You’ve been working hard, got the necessary hardware, assembled everything and installed a brand new Kubernetes cluster probably using some Ansible playbook or something else. Now what? You need to start installing additional software and you probably want to do it from another machine, not from the node where Kubernetes is hosting API server. Otherwise, you have to ssh
into the master node every time you need to change something in your cluster.
It would be nice like in case of Azure AKS to simply execute `az aks get-credentials` and get all the necessary entries in ~/.kube/config
created for you. Or in case of Google Kubernetes Engine, you just need to execute `gcloud container clusters get-credentials` and you are good to go. Unfortunately, there is no such command for bare-metal.
What you can do is to copy admin.config
to your machine replacing your ~/.kube/config
entirely:
scp [User]@[Cluster_IP]:/etc/kubernetes/admin.conf ~/.kube/config
But this will replace your existing config and you will lose access to other Kubernetes clusters if you have had any.
The other thing you can do is start editing your config
file copying necessary parts from admin.config
and creating entries for the cluster, user, context and setting the current context. Although this method is feasible it is very tedious and error-prone.
To simplify this task I decided to create a small and simple tool metalogin
which you can run and get admin.config merged into your local config preserving all the existing entries. This tool even supports multiple bare-metal cluster contexts so that you can have as many personal clusters are you need and swithc between them.
In order to run the tool, you need ether Docker running locally or a Golang environment. In the case of Docker the command should look like this:
ssh [user]@[cluster-IP] "sudo cat /etc/kubernetes/admin.conf" \ | docker run -i --rm -v ~/.kube/:/kube moikot/metalogin -c /kube/config
And in the case of a Golang environment like this:
go get github.com/moikot/metalogin ssh [user]@[cluster-IP] "sudo cat /etc/kubernetes/admin.conf" | ~/go/bin/metalogin -c ~/.kube/config
After merging configs you should be able to execute `kubectl` commands accessing your cluster from the local machine.
Behind the scene `metalogin` is performing the following steps:
1. First of all, it receives `config` file from your Kubernetes API node and
deserializes it.
2. It tries to find a cluster record in it with name `kubernetes`. This
record corresponds to the bare-metal Kubernetes cluster.
3. It uses `server` field and assuming that it has a correct URI format, it
tries to extract the server hostname. Usually, it’s the IP address you used in
the SSH call.
4. It creates a cluster record in the local configuration with name
`kubernetes-[host_name]` where `host_name` is hostname extracted on
the previous step. All the other fields like `certificate-authority-data`
and `server` are copied from the source record.

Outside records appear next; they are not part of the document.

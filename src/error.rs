//! Errors surfaced by the command layer. The tree itself never fails: a missing key is just
//! `None`.

use std::num::{ParseFloatError, ParseIntError};

/// Why a command line could not be turned into a [`Command`][crate::command::Command].
#[derive(thiserror::Error, Debug, PartialEq)]
pub enum CommandError {
    /// The line had no command name.
    #[error("missing command name")]
    Empty,
    /// The command name isn't one we know.
    #[error("unknown command `{0}`")]
    Unknown(String),
    /// The command got the wrong number of fields.
    #[error("`{command}` takes {expected} field(s), found {found}")]
    Arity {
        /// The command name.
        command: &'static str,
        /// Fields required after the name.
        expected: usize,
        /// Fields actually present after the name.
        found: usize,
    },
    /// A required text field was empty.
    #[error("field `{0}` is empty")]
    EmptyField(&'static str),
    /// A field that should hold an integer didn't.
    #[error("field `{field}` is not an integer: `{value}` ({source})")]
    Integer {
        /// Which field.
        field: &'static str,
        /// The offending text.
        value: String,
        /// What the integer parser said.
        source: ParseIntError,
    },
    /// A field that should hold a number didn't.
    #[error("field `{field}` is not a number: `{value}` ({source})")]
    Float {
        /// Which field.
        field: &'static str,
        /// The offending text.
        value: String,
        /// What the float parser said.
        source: ParseFloatError,
    },
}

/// Failures that stop the interpreter.
#[derive(thiserror::Error, Debug)]
pub enum Error {
    /// Reading commands or writing results failed.
    #[error("I/O error (error: {0})")]
    Io(#[from] std::io::Error),
}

5. It tries to find a user record with name `kubernetes-admin` and when it succeeds
it creates a user record in the local configuration with name
`kubernetes-admin-[host_name]` and then copies the content of `client-certificate-data`
and `client-key-data` fields from the source.
6. It creates a context with name `kubernetes-admin-[host_name]@kubernetes-[host_name]`
using previously created cluster and user.
7. Finally, it sets the created context as the current one.
The code you can find on GitHub and the Docker image on Docker Hub.